Strollers' 'Hir' promises anarachy and absurdity at the Bartell

Food editor and arts reporter Stephanie Monday, left, plays Paige and Riz Moe

Food editor and arts reporter

Stephanie Monday, left, plays Paige and Riz Moe plays Isaac at a rehearsal of Strollers Theatre's production of "Hir" in St. Luke's Episcopal Church. The show opens Jan. 20 at the Bartell Theatre and runs through Feb. 4.

Among Madison theaters, the play "Hir" has been a bit of a hot potato.

Two companies considered it before Strollers Theatre picked up Taylor Mac's critically acclaimed, semi-autobiographical, very dark 2014 comedy. Originally set for 2020, Madison's production opens on Friday, Jan. 20, in the Bartell Theatre.

As a play to stage (and promote), "Hir" presents several challenges.
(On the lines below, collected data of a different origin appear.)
//! Pluggable stores for oversized request and response bodies.
//!
//! Job arguments should stay small: when a serialized result crosses the
//! configured threshold, its body moves into a payload store and the blob
//! carries a `{"$ref": {"store", "key"}}` reference instead. The callback
//! job resolves the reference transparently and deletes the payload when it
//! is done.

use std::collections::HashMap;
use std::path::PathBuf;
use std::sync::Mutex;
use std::time::Duration;

use async_trait::async_trait;
use redis::aio::ConnectionManager;
use redis::AsyncCommands;
use serde_json::Value;
use tracing::warn;
use uuid::Uuid;

use crate::config::Config;
use crate::errors::{Error, Result};

/// Key-value adapter holding JSON payloads keyed by generated string keys.
#[async_trait]
pub trait PayloadStore: Send + Sync {
    /// Fresh key for a new payload. Keys are single-writer: each payload is
    /// written once under a key nobody else holds.
    fn generate_key(&self) -> String {
        Uuid::new_v4().to_string()
    }

    async fn store(&self, key: &str, value: &Value) -> Result<()>;

    async fn fetch(&self, key: &str) -> Result<Option<Value>>;

    /// Deleting a missing key is not an error.
    async fn delete(&self, key: &str) -> Result<()>;

    async fn exists(&self, key: &str) -> Result<bool>;
}

/// In-memory store for tests.
#[derive(Debug, Default)]
pub struct MemoryPayloadStore {
    entries: Mutex<HashMap<String, Value>>,
}

impl MemoryPayloadStore {
    pub fn new() -> Self {
        Self::default()
    }

    pub fn len(&self) -> usize {
        self.entries.lock().expect("store lock poisoned").len()
    }

    pub fn is_empty(&self) -> bool {
        self.len() == 0
    }
}

#[async_trait]
impl PayloadStore for MemoryPayloadStore {
    async fn store(&self, key: &str, value: &Value) -> Result<()> {
        self.entries
            .lock()
            .expect("store lock poisoned")
            .insert(key.to_string(), value.clone());
        Ok(())
    }

    async fn fetch(&self, key: &str) -> Result<Option<Value>> {
        Ok(self
            .entries
            .lock()
            .expect("store lock poisoned")
            .get(key)
            .cloned())
    }

    async fn delete(&self, key: &str) -> Result<()> {
        self.entries
            .lock()
            .expect("store lock poisoned")
            .remove(key);
        Ok(())
    }

    async fn exists(&self, key: &str) -> Result<bool> {
        Ok(self
            .entries
            .lock()
            .expect("store lock poisoned")
            .contains_key(key))
    }
}

/// Directory-backed store: one `<key>.json` file per payload.
#[derive(Debug, Clone)]
pub struct FilePayloadStore {
    dir: PathBuf,
}

impl FilePayloadStore {
    pub fn new(dir: impl Into<PathBuf>) -> Self {
        Self { dir: dir.into() }
    }

    fn path_for(&self, key: &str) -> Result<PathBuf> {
        if key.is_empty()
            || !key
                .chars()
                .all(|c| c.is_ascii_alphanumeric() || c == '-' || c == '_')
        {
            return Err(Error::Storage(format!("invalid payload key {key:?}")));
        }
        Ok(self.dir.join(format!("{key}.json")))
    }
}

#[async_trait]
impl PayloadStore for FilePayloadStore {
    async fn store(&self, key: &str, value: &Value) -> Result<()> {
        let path = self.path_for(key)?;
        tokio::fs::create_dir_all(&self.dir)
            .await
            .map_err(|err| Error::Storage(err.to_string()))?;
        let bytes = serde_json::to_vec(value)?;
        tokio::fs::write(path, bytes)
            .await
            .map_err(|err| Error::Storage(err.to_string()))
    }

    async fn fetch(&self, key: &str) -> Result<Option<Value>> {
        let path = self.path_for(key)?;
        match tokio::fs::read(path).await {
            Ok(bytes) => Ok(Some(serde_json::from_slice(&bytes)?)),
            Err(err) if err.kind() == std::io::ErrorKind::NotFound => Ok(None),
            Err(err) => Err(Error::Storage(err.to_string())),
        }
    }

    async fn delete(&self, key: &str) -> Result<()> {
        let path = self.path_for(key)?;
        match tokio::fs::remove_file(path).await {
            Ok(()) => Ok(()),
            Err(err) if err.kind() == std::io::ErrorKind::NotFound => Ok(()),
            Err(err) => Err(Error::Storage(err.to_string())),
        }
    }

    async fn exists(&self, key: &str) -> Result<bool> {
        let path = self.path_for(key)?;
        Ok(tokio::fs::try_exists(path)
            .await
            .map_err(|err| Error::Storage(err.to_string()))?)
    }
}

/// Shared-KV store over redis with a key prefix and optional TTL.
///
/// When a TTL is set it must exceed the host queue's callback-retry horizon,
/// otherwise a retried callback can find its payload expired.
#[derive(Clone)]
pub struct RedisPayloadStore {
    conn: ConnectionManager,
    prefix: String,
    ttl: Option<Duration>,
}

impl RedisPayloadStore {
    pub async fn connect(
        redis_url: &str,
        prefix: impl Into<String>,
        ttl: Option<Duration>,
    ) -> Result<Self> {
        let client = redis::Client::open(redis_url)
            .map_err(|err| Error::Storage(format!("invalid redis url: {err}")))?;
        let conn = ConnectionManager::new(client)
            .await
            .map_err(|err| Error::Storage(err.to_string()))?;
        Ok(Self {
            conn,
            prefix: prefix.into(),
            ttl,
        })
    }

    pub fn with_connection(
        conn: ConnectionManager,
        prefix: impl Into<String>,
        ttl: Option<Duration>,
    ) -> Self {
        Self {
            conn,
            prefix: prefix.into(),
            ttl,
        }
    }

    fn key_for(&self, key: &str) -> String {
        format!("{}:{}", self.prefix, key)
    }
}

#[async_trait]
impl PayloadStore for RedisPayloadStore {
    async fn store(&self, key: &str, value: &Value) -> Result<()> {
        let mut conn = self.conn.clone();
        let payload = serde_json::to_string(value)?;
        let key = self.key_for(key);
        match self.ttl {
            Some(ttl) => {
                let secs = ttl.as_secs().max(1);
                conn.set_ex::<_, _, ()>(key, payload, secs)
                    .await
                    .map_err(|err| Error::Storage(err.to_string()))
            }
            None => conn
                .set::<_, _, ()>(key, payload)
                .await
                .map_err(|err| Error::Storage(err.to_string())),
        }
    }

    async fn fetch(&self, key: &str) -> Result<Option<Value>> {
        let mut conn = self.conn.clone();
        let payload: Option<String> = conn
            .get(self.key_for(key))
            .await
            .map_err(|err| Error::Storage(err.to_string()))?;
        match payload {
            Some(payload) => Ok(Some(serde_json::from_str(&payload)?)),
            None => Ok(None),
        }
    }

    async fn delete(&self, key: &str) -> Result<()> {
        let mut conn = self.conn.clone();
        conn.del::<_, ()>(self.key_for(key))
            .await
            .map_err(|err| Error::Storage(err.to_string()))
    }

    async fn exists(&self, key: &str) -> Result<bool> {
        let mut conn = self.conn.clone();
        conn.exists(self.key_for(key))
            .await
            .map_err(|err| Error::Storage(err.to_string()))
    }
}

/// Extracts the `$ref` out of a result blob's `body` field, if present.
pub(crate) fn body_ref(blob: &Value) -> Option<(String, String)> {
    let reference = blob.get("body")?.get("$ref")?.as_object()?;
    let store = reference.get("store")?.as_str()?;
    let key = reference.get("key")?.as_str()?;
    Some((store.to_string(), key.to_string()))
}

/// Moves an oversized inline body out of `blob` into the default payload
/// store, substituting the `$ref`. Returns the reference when offloading
/// happened.
pub(crate) async fn offload_body(
    blob: &mut Value,
    config: &Config,
) -> Result<Option<(String, String)>> {
    let serialized_len = serde_json::to_string(&*blob)?.len();
    if serialized_len <= config.payload_store_threshold {
        return Ok(None);
    }

    let Some(body) = blob.get("body").and_then(Value::as_str).map(str::to_string) else {
        return Ok(None);
    };

    let (store_name, store) = config.default_payload_store()?;
    let key = store.generate_key();
    store
        .store(&key, &serde_json::json!({ "body": body }))
        .await?;

    blob["body"] = serde_json::json!({ "$ref": { "store": store_name, "key": key } });
    Ok(Some((store_name, key)))
}

/// Replaces a `$ref` body with the stored payload, in place. Blobs without a
/// reference pass through untouched.
pub(crate) async fn resolve_body_ref(blob: &mut Value, config: &Config) -> Result<()> {
    let Some((store_name, key)) = body_ref(blob) else {
        return Ok(());
    };

    let store = config
        .payload_store(&store_name)
        .ok_or_else(|| Error::UnknownStore(store_name.clone()))?;
    let payload = store
        .fetch(&key)
        .await?
        .ok_or_else(|| Error::MissingPayload {
            store: store_name.clone(),
            key: key.clone(),
        })?;
    let body = payload
        .get("body")
        .and_then(Value::as_str)
        .ok_or_else(|| Error::Storage(format!("payload {key:?} has no body field")))?;

    blob["body"] = Value::String(body.to_string());
    Ok(())
}

/// Best-effort idempotent delete of a stored payload.
pub(crate) async fn unstore(store_name: &str, key: &str, config: &Config) {
    let Some(store) = config.payload_store(store_name) else {
        warn!(store = store_name, key, "cannot unstore payload: store not registered");
        return;
    };
    if let Err(err) = store.delete(key).await {
        warn!(store = store_name, key, error = %err, "failed to delete stored payload");
    }
}

#[cfg(test)]
mod tests {
    use serde_json::json;

    use super::*;

    #[tokio::test]
    async fn memory_store_round_trips_and_deletes_idempotently() {
        let store = MemoryPayloadStore::new();
        let key = store.generate_key();
        store.store(&key, &json!({"body": "hello"})).await.unwrap();

        assert!(store.exists(&key).await.unwrap());
        assert_eq!(
            store.fetch(&key).await.unwrap(),
            Some(json!({"body": "hello"}))
        );

        store.delete(&key).await.unwrap();
        store.delete(&key).await.unwrap();
        assert!(!store.exists(&key).await.unwrap());
        assert_eq!(store.fetch(&key).await.unwrap(), None);
    }

    #[tokio::test]
    async fn file_store_round_trips() {
        let dir = tempfile::tempdir().expect("tempdir");
        let store = FilePayloadStore::new(dir.path());
        let key = store.generate_key();

        store.store(&key, &json!({"body": "filed"})).await.unwrap();
        assert!(store.exists(&key).await.unwrap());
        assert_eq!(
            store.fetch(&key).await.unwrap(),
            Some(json!({"body": "filed"}))
        );

        store.delete(&key).await.unwrap();
        store.delete(&key).await.unwrap();
        assert!(!store.exists(&key).await.unwrap());
    }

    #[tokio::test]
    async fn file_store_rejects_traversal_keys() {
        let dir = tempfile::tempdir().expect("tempdir");
        let store = FilePayloadStore::new(dir.path());
        assert!(store.fetch("../etc/passwd").await.is_err());
        assert!(store.store("a/b", &json!({})).await.is_err());
    }

    #[test]
    fn body_ref_extracts_store_and_key() {
        let blob = json!({ "body": { "$ref": { "store": "files", "key": "abc" } } });
        assert_eq!(
            body_ref(&blob),
            Some(("files".to_string(), "abc".to_string()))
        );

        assert_eq!(body_ref(&json!({ "body": "inline" })), None);
        assert_eq!(body_ref(&json!({ "status": 200 })), None);
    }
}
The title, a nonbinary pronoun some prefer in place of "him" or "her," is not intuitive to pronounce (it rhymes with "here").

One main character must be played by a young actor who was born biologically female and now identifies as transgender or genderqueer. And Mac's themes — domestic abuse, drug addiction, poverty — can be a tough sell to audiences looking for theatrical escape.

Yet Madison's "Hir" has kept most of that 2020 cast and remained on Strollers’ 2022-23 season in part because of these challenges. The play is surprisingly, uncomfortably funny, and sometimes too real. Mac, in the introductory notes, calls the theatrical style "absurd realism."

"What we’re experiencing in this play is realism," director Julia Houck said during a break at a recent rehearsal in the basement of St. Luke's Episcopal Church. "To make us both laugh at it and cry with it, we need the absurdity. So sometimes, we just go a little too far in this play.

"You’re nodding along with it and you’re smiling and you’re enjoying it — and then you realize you’ve been laughing at something that gets very painful."

From left, Riz Moe, Sam White, Abi Hindle and Stephanie Monday rehearse "Hir" at St. Luke's Episcopal Church. Director Julia Houck, front right, said "this is a wallop of play to digest."

Dark, but comedy

"Hir" opens inside a cluttered, filthy "starter home" made of cheap plywood and glue, set on top of a central California landfill. (Teresa Sarkela has designed the disintegrating home, along with props designer Michelle Dayton.)

Inside, mom Paige (Stephanie Monday) and 17-year-old Max (Abi Hindle) live amid piles of dirty T-shirts and crusted dishes. Max is working through a gender transition, on hormones and newly homeschooled. Dad Arnold (Sam D. White) recently suffered a stroke. Now he wears clown makeup and sleeps in a cardboard box.

This is the chaos older brother Isaac returns to following a dishonorable discharge from the Marines for drug abuse. Surveying the scene, Isaac is shaken.

"I think for Isaac, there is a lot of living in the past," said Riz Moe, who plays Isaac. "He wants his home to be the same way that it was when he left — the good and the bad. He has strict definitions of what a home is, what family is, what a man is, and he uses those to protect himself. Paige and Max are trying to break those ideas."

Before the stroke, Arnold was an abusive monster. Now, he's close to comatose and barely verbal, so Paige does what she wants. Or rather, the opposite of what he would want.

"We don't do cupboards anymore. We don't do order," Paige says. "Places and cupboards are what your father wanted so now they’re your father's job. And since he just likes to stand by the door hoping to flee, the house is a disaster."

Monday, who's playing Paige, said her character operates on three different levels.

"She's a mom, like a June Cleaver," Monday said. "And then you hear the cruelty that comes out, her enormous frustration and disappointment and anger. And every once in awhile, you hear Paige and you just hear the truth."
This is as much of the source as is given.